* [PROBLEM] The answer must be every line of the records below that contains the word "PopularQuery".

* [MATERIAL FOR THE TASK]
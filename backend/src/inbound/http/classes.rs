//! Class listing handlers.
//!
//! ```text
//! GET   /classes
//! GET   /classes/popular?limit=6
//! GET   /classes/all
//! GET   /classes/instructor/{email}
//! GET   /classes/{id}
//! POST  /classes
//! PUT   /classes/{id}
//! PATCH /classes/{id}/status
//! ```

use actix_web::{HttpResponse, get, patch, post, put, web};
use serde::{Deserialize, Serialize};
use tracing::info;
use utoipa::{IntoParams, ToSchema};

use crate::domain::ports::ClassFilter;
use crate::domain::{
    ClassEdit, ClassId, ClassListing, ClassStatus, ClassValidationError, Error, NewClassListing,
    StatusChange, UserRole, price_cents_from, seat_capacity_from,
};
use crate::inbound::http::ApiResult;
use crate::inbound::http::auth::AuthenticatedUser;
use crate::inbound::http::schemas::ErrorSchema;
use crate::inbound::http::state::HttpState;
use crate::inbound::http::validation::{
    FieldName, invalid_value_error, parse_class_id, parse_email,
};

const ID: FieldName = FieldName::new("id");
const DEFAULT_POPULAR_LIMIT: u32 = 6;
const MAX_POPULAR_LIMIT: u32 = 50;

/// Query for `GET /classes/popular`.
#[derive(Debug, Deserialize, IntoParams)]
pub struct PopularQuery {
    /// Number of listings, 1 to 50. Defaults to 6.
    pub limit: Option<u32>,
}

/// Body for `POST /classes`.
#[derive(Debug, Deserialize, Serialize, ToSchema)]
#[serde(rename_all = "camelCase")]
pub struct NewClassRequest {
    #[schema(example = "Conversational Japanese")]
    pub title: String,
    #[serde(default)]
    pub image_url: Option<String>,
    #[schema(example = 4500)]
    pub price_cents: u64,
    #[schema(example = 12)]
    pub seat_capacity: i64,
}

/// Body for `PUT /classes/{id}`. Omitted fields are left unchanged.
#[derive(Debug, Default, Deserialize, Serialize, ToSchema)]
#[serde(rename_all = "camelCase")]
pub struct ClassEditRequest {
    #[serde(default)]
    pub title: Option<String>,
    #[serde(default)]
    pub image_url: Option<String>,
    #[serde(default)]
    pub price_cents: Option<u64>,
    #[serde(default)]
    pub seat_capacity: Option<i64>,
}

impl TryFrom<ClassEditRequest> for ClassEdit {
    type Error = Error;

    fn try_from(value: ClassEditRequest) -> Result<Self, Self::Error> {
        let title = match value.title {
            Some(title) if title.trim().is_empty() => {
                return Err(invalid_value_error(
                    FieldName::new("title"),
                    ClassValidationError::EmptyTitle,
                ));
            }
            other => other.map(|title| title.trim().to_owned()),
        };
        let seat_capacity = value
            .seat_capacity
            .map(seat_capacity_from)
            .transpose()
            .map_err(map_listing_validation_error)?;
        let price_cents = value
            .price_cents
            .map(price_cents_from)
            .transpose()
            .map_err(map_listing_validation_error)?;
        Ok(Self {
            title,
            image_url: value.image_url,
            price_cents,
            seat_capacity,
        })
    }
}

/// Body for `PATCH /classes/{id}/status`.
#[derive(Debug, Deserialize, Serialize, ToSchema)]
#[serde(rename_all = "camelCase")]
pub struct StatusChangeRequest {
    pub status: ClassStatus,
    #[serde(default)]
    pub feedback: Option<String>,
}

fn class_not_found() -> Error {
    Error::not_found("class not found")
}

fn map_listing_validation_error(err: ClassValidationError) -> Error {
    let field = match err {
        ClassValidationError::EmptyTitle => "title",
        ClassValidationError::EmptyInstructorName => "name",
        ClassValidationError::NegativeSeats | ClassValidationError::TooManySeats => {
            "seatCapacity"
        }
        ClassValidationError::PriceTooHigh => "priceCents",
        ClassValidationError::InvalidId => "id",
        ClassValidationError::UnknownStatus(_) => "status",
    };
    invalid_value_error(FieldName::new(field), err)
}

async fn load_listing(state: &HttpState, id: &ClassId) -> ApiResult<ClassListing> {
    state.classes.find(id).await?.ok_or_else(class_not_found)
}

/// Approved classes.
#[utoipa::path(
    get,
    path = "/classes",
    responses((status = 200, description = "Approved classes", body = [ClassListing])),
    tags = ["classes"],
    operation_id = "listApprovedClasses",
    security([])
)]
#[get("/classes")]
pub async fn list_classes(state: web::Data<HttpState>) -> ApiResult<web::Json<Vec<ClassListing>>> {
    Ok(web::Json(state.classes.list(ClassFilter::Approved).await?))
}

/// Approved classes ordered by enrollments, most popular first.
#[utoipa::path(
    get,
    path = "/classes/popular",
    params(PopularQuery),
    responses(
        (status = 200, description = "Popular classes", body = [ClassListing]),
        (status = 400, description = "Invalid limit", body = ErrorSchema)
    ),
    tags = ["classes"],
    operation_id = "listPopularClasses",
    security([])
)]
#[get("/classes/popular")]
pub async fn popular_classes(
    state: web::Data<HttpState>,
    query: web::Query<PopularQuery>,
) -> ApiResult<web::Json<Vec<ClassListing>>> {
    let limit = query.limit.unwrap_or(DEFAULT_POPULAR_LIMIT);
    if !(1..=MAX_POPULAR_LIMIT).contains(&limit) {
        return Err(invalid_value_error(
            FieldName::new("limit"),
            format!("limit must be between 1 and {MAX_POPULAR_LIMIT}"),
        ));
    }
    Ok(web::Json(state.classes.popular(limit).await?))
}

/// Every class regardless of status. Admin only.
#[utoipa::path(
    get,
    path = "/classes/all",
    responses(
        (status = 200, description = "All classes", body = [ClassListing]),
        (status = 401, description = "Unauthorised", body = ErrorSchema),
        (status = 403, description = "Forbidden", body = ErrorSchema)
    ),
    tags = ["classes"],
    operation_id = "listAllClasses"
)]
#[get("/classes/all")]
pub async fn list_all_classes(
    caller: AuthenticatedUser,
    state: web::Data<HttpState>,
) -> ApiResult<web::Json<Vec<ClassListing>>> {
    caller
        .require_role(state.users.as_ref(), UserRole::Admin)
        .await?;
    Ok(web::Json(state.classes.list(ClassFilter::All).await?))
}

/// Classes taught by an instructor.
#[utoipa::path(
    get,
    path = "/classes/instructor/{email}",
    params(("email" = String, Path, description = "Instructor email")),
    responses(
        (status = 200, description = "Instructor's classes", body = [ClassListing]),
        (status = 401, description = "Unauthorised", body = ErrorSchema),
        (status = 403, description = "Forbidden", body = ErrorSchema)
    ),
    tags = ["classes"],
    operation_id = "listInstructorClasses"
)]
#[get("/classes/instructor/{email}")]
pub async fn instructor_classes(
    caller: AuthenticatedUser,
    state: web::Data<HttpState>,
    path: web::Path<String>,
) -> ApiResult<web::Json<Vec<ClassListing>>> {
    let email = parse_email(&path, FieldName::new("email"))?;
    caller
        .require_self_or_admin(state.users.as_ref(), &email)
        .await?;
    Ok(web::Json(
        state.classes.list(ClassFilter::Instructor(email)).await?,
    ))
}

/// A single class.
#[utoipa::path(
    get,
    path = "/classes/{id}",
    params(("id" = String, Path, description = "Class id")),
    responses(
        (status = 200, description = "Class", body = ClassListing),
        (status = 400, description = "Invalid id", body = ErrorSchema),
        (status = 404, description = "Not found", body = ErrorSchema)
    ),
    tags = ["classes"],
    operation_id = "getClass",
    security([])
)]
#[get("/classes/{id}")]
pub async fn get_class(
    state: web::Data<HttpState>,
    path: web::Path<String>,
) -> ApiResult<web::Json<ClassListing>> {
    let id = parse_class_id(&path, ID)?;
    Ok(web::Json(load_listing(&state, &id).await?))
}

/// Create a pending class. Instructor only.
#[utoipa::path(
    post,
    path = "/classes",
    request_body = NewClassRequest,
    responses(
        (status = 201, description = "Created", body = ClassListing),
        (status = 400, description = "Invalid request", body = ErrorSchema),
        (status = 401, description = "Unauthorised", body = ErrorSchema),
        (status = 403, description = "Forbidden", body = ErrorSchema)
    ),
    tags = ["classes"],
    operation_id = "createClass"
)]
#[post("/classes")]
pub async fn create_class(
    caller: AuthenticatedUser,
    state: web::Data<HttpState>,
    payload: web::Json<NewClassRequest>,
) -> ApiResult<HttpResponse> {
    let instructor = caller
        .require_role(state.users.as_ref(), UserRole::Instructor)
        .await?;
    let NewClassRequest {
        title,
        image_url,
        price_cents,
        seat_capacity,
    } = payload.into_inner();
    let listing = NewClassListing::new(
        instructor.email,
        instructor.name,
        title,
        image_url,
        price_cents,
        seat_capacity,
    )
    .map_err(map_listing_validation_error)?
    .into_listing(ClassId::random());

    state.classes.insert(&listing).await?;
    info!(class_id = %listing.id, instructor = %listing.instructor_email, "class created");
    Ok(HttpResponse::Created().json(listing))
}

/// Edit a class. Owning instructor only.
#[utoipa::path(
    put,
    path = "/classes/{id}",
    params(("id" = String, Path, description = "Class id")),
    request_body = ClassEditRequest,
    responses(
        (status = 200, description = "Updated class", body = ClassListing),
        (status = 400, description = "Invalid request", body = ErrorSchema),
        (status = 401, description = "Unauthorised", body = ErrorSchema),
        (status = 403, description = "Forbidden", body = ErrorSchema),
        (status = 404, description = "Not found", body = ErrorSchema)
    ),
    tags = ["classes"],
    operation_id = "updateClass"
)]
#[put("/classes/{id}")]
pub async fn update_class(
    caller: AuthenticatedUser,
    state: web::Data<HttpState>,
    path: web::Path<String>,
    payload: web::Json<ClassEditRequest>,
) -> ApiResult<web::Json<ClassListing>> {
    let id = parse_class_id(&path, ID)?;
    let edit = ClassEdit::try_from(payload.into_inner())?;
    let listing = load_listing(&state, &id).await?;
    caller.require_self(&listing.instructor_email)?;

    let updated = state
        .classes
        .update_details(&id, &edit)
        .await?
        .ok_or_else(class_not_found)?;
    info!(class_id = %id, "class updated");
    Ok(web::Json(updated))
}

/// Approve or deny a class. Admin only.
#[utoipa::path(
    patch,
    path = "/classes/{id}/status",
    params(("id" = String, Path, description = "Class id")),
    request_body = StatusChangeRequest,
    responses(
        (status = 200, description = "Updated class", body = ClassListing),
        (status = 401, description = "Unauthorised", body = ErrorSchema),
        (status = 403, description = "Forbidden", body = ErrorSchema),
        (status = 404, description = "Not found", body = ErrorSchema)
    ),
    tags = ["classes"],
    operation_id = "setClassStatus"
)]
#[patch("/classes/{id}/status")]
pub async fn set_class_status(
    caller: AuthenticatedUser,
    state: web::Data<HttpState>,
    path: web::Path<String>,
    payload: web::Json<StatusChangeRequest>,
) -> ApiResult<web::Json<ClassListing>> {
    let id = parse_class_id(&path, ID)?;
    caller
        .require_role(state.users.as_ref(), UserRole::Admin)
        .await?;
    let StatusChangeRequest { status, feedback } = payload.into_inner();
    let change = StatusChange {
        status,
        feedback: feedback.filter(|note| !note.trim().is_empty()),
    };
    let updated = state
        .classes
        .set_status(&id, &change)
        .await?
        .ok_or_else(class_not_found)?;
    info!(class_id = %id, status = updated.status.as_str(), "class moderated");
    Ok(web::Json(updated))
}

#[cfg(test)]
mod tests;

* [OUTPUT OF THE EXERCISE]
pub struct PopularQuery {
    params(PopularQuery),
    query: web::Query<PopularQuery>,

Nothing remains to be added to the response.